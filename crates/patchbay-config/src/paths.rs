//! Platform-specific paths for configuration.
//!
//! # Directory Structure
//!
//! - **User config**: `~/.config/patchbay/` (Linux),
//!   `~/Library/Application Support/patchbay/` (macOS), `%APPDATA%\patchbay\` (Windows)
//! - **Config file**: `config.toml` inside the user config directory
//!
//! # Example
//!
//! ```rust,no_run
//! use patchbay_config::paths;
//!
//! // Explicit path first, then ./patchbay.toml, then the user config file.
//! if let Some(path) = paths::find_config(None) {
//!     println!("Using config at: {:?}", path);
//! }
//! ```

use std::path::{Path, PathBuf};

/// Application name used for directory paths.
const APP_NAME: &str = "patchbay";

/// File name of the user config inside [`user_config_dir()`].
pub const CONFIG_FILE_NAME: &str = "config.toml";

/// File name looked up in the working directory.
pub const LOCAL_CONFIG_FILE_NAME: &str = "patchbay.toml";

/// Returns the user-specific configuration directory.
///
/// # Platform Paths
///
/// - Linux: `~/.config/patchbay/`
/// - macOS: `~/Library/Application Support/patchbay/`
/// - Windows: `%APPDATA%\patchbay\`
///
/// Returns a fallback path if the config directory cannot be determined.
pub fn user_config_dir() -> PathBuf {
    dirs::config_dir()
        .unwrap_or_else(|| PathBuf::from("."))
        .join(APP_NAME)
}

/// Returns the path of the user config file.
pub fn user_config_file() -> PathBuf {
    user_config_dir().join(CONFIG_FILE_NAME)
}

/// Find the config file to use.
///
/// Searches in the following order:
/// 1. `explicit`, if given (returned even when missing, so the caller can
///    report the error)
/// 2. `patchbay.toml` in the current directory
/// 3. The user config file
pub fn find_config(explicit: Option<&Path>) -> Option<PathBuf> {
    if let Some(path) = explicit {
        return Some(path.to_path_buf());
    }
    find_config_in(&[Path::new(LOCAL_CONFIG_FILE_NAME), &user_config_file()])
}

/// First candidate that is an existing file.
fn find_config_in(candidates: &[&Path]) -> Option<PathBuf> {
    candidates
        .iter()
        .find(|path| path.is_file())
        .map(|path| path.to_path_buf())
}

/// Ensure the user config directory exists.
///
/// Creates the directory and any parent directories if they don't exist.
///
/// # Errors
///
/// Returns an error if the directory cannot be created.
pub fn ensure_user_config_dir() -> Result<PathBuf, crate::ConfigError> {
    let dir = user_config_dir();

    if !dir.exists() {
        std::fs::create_dir_all(&dir).map_err(|e| crate::ConfigError::create_dir(&dir, e))?;
    }

    Ok(dir)
}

Exercise brief: Determine how many lines of the records contain the word "configuration". Reply with the number by itself.

Solution to the problem: 2